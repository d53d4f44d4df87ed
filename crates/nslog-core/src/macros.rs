//! Variadic logging macros
//!
//! Each macro converts its arguments into [`LogValue`](crate::LogValue)s and
//! calls the matching [`Logger`](crate::Logger) method.
//!
//! ```
//! use nslog_core::{log_error, Registry, MemorySink};
//! use serde_json::json;
//!
//! let registry = Registry::new();
//! let sink = MemorySink::new();
//! registry.set_sink(sink.clone());
//!
//! let logger = registry.get_logger("myapp:component")?;
//! log_error!(logger, "Error occurred", json!({"details": "error info"}));
//!
//! let record = &sink.records()[0];
//! assert_eq!(record.parts.len(), 2);
//! assert!(!record.parts[1].is_primitive());
//! # Ok::<(), nslog_core::NsLogError>(())
//! ```

/// Log at an explicit level: `log_at!(logger, Level::Warn, "a", 1)`
#[macro_export]
macro_rules! log_at {
    ($logger:expr, $level:expr $(, $part:expr)* $(,)?) => {
        $logger.log($level, &[$($crate::LogValue::from($part)),*])
    };
}

#[macro_export]
macro_rules! log_trace {
    ($logger:expr $(, $part:expr)* $(,)?) => {
        $logger.trace(&[$($crate::LogValue::from($part)),*])
    };
}

#[macro_export]
macro_rules! log_info {
    ($logger:expr $(, $part:expr)* $(,)?) => {
        $logger.info(&[$($crate::LogValue::from($part)),*])
    };
}

#[macro_export]
macro_rules! log_warn {
    ($logger:expr $(, $part:expr)* $(,)?) => {
        $logger.warn(&[$($crate::LogValue::from($part)),*])
    };
}

#[macro_export]
macro_rules! log_error {
    ($logger:expr $(, $part:expr)* $(,)?) => {
        $logger.error(&[$($crate::LogValue::from($part)),*])
    };
}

WHAT YOU NEED TO DO: Please output the full listing one more time, exactly.

SOLUTION TO THIS EXERCISE:
repository d53d4f44d4df87ed
filename crates/nslog-core/src/macros.rs
//! Variadic logging macros
//!
//! Each macro converts its arguments into [`LogValue`](crate::LogValue)s and
//! calls the matching [`Logger`](crate::Logger) method.
//!
//! ```
//! use nslog_core::{log_error, Registry, MemorySink};
//! use serde_json::json;
//!
//! let registry = Registry::new();
//! let sink = MemorySink::new();
//! registry.set_sink(sink.clone());
//!
//! let logger = registry.get_logger("myapp:component")?;
//! log_error!(logger, "Error occurred", json!({"details": "error info"}));
//!
//! let record = &sink.records()[0];
//! assert_eq!(record.parts.len(), 2);
//! assert!(!record.parts[1].is_primitive());
//! # Ok::<(), nslog_core::NsLogError>(())
//! ```

/// Log at an explicit level: `log_at!(logger, Level::Warn, "a", 1)`
#[macro_export]
macro_rules! log_at {
    ($logger:expr, $level:expr $(, $part:expr)* $(,)?) => {
        $logger.log($level, &[$($crate::LogValue::from($part)),*])
    };
}

#[macro_export]
macro_rules! log_trace {
    ($logger:expr $(, $part:expr)* $(,)?) => {
        $logger.trace(&[$($crate::LogValue::from($part)),*])
    };
}

#[macro_export]
macro_rules! log_info {
    ($logger:expr $(, $part:expr)* $(,)?) => {
        $logger.info(&[$($crate::LogValue::from($part)),*])
    };
}

#[macro_export]
macro_rules! log_warn {
    ($logger:expr $(, $part:expr)* $(,)?) => {
        $logger.warn(&[$($crate::LogValue::from($part)),*])
    };
}

#[macro_export]
macro_rules! log_error {
    ($logger:expr $(, $part:expr)* $(,)?) => {
        $logger.error(&[$($crate::LogValue::from($part)),*])
    };
}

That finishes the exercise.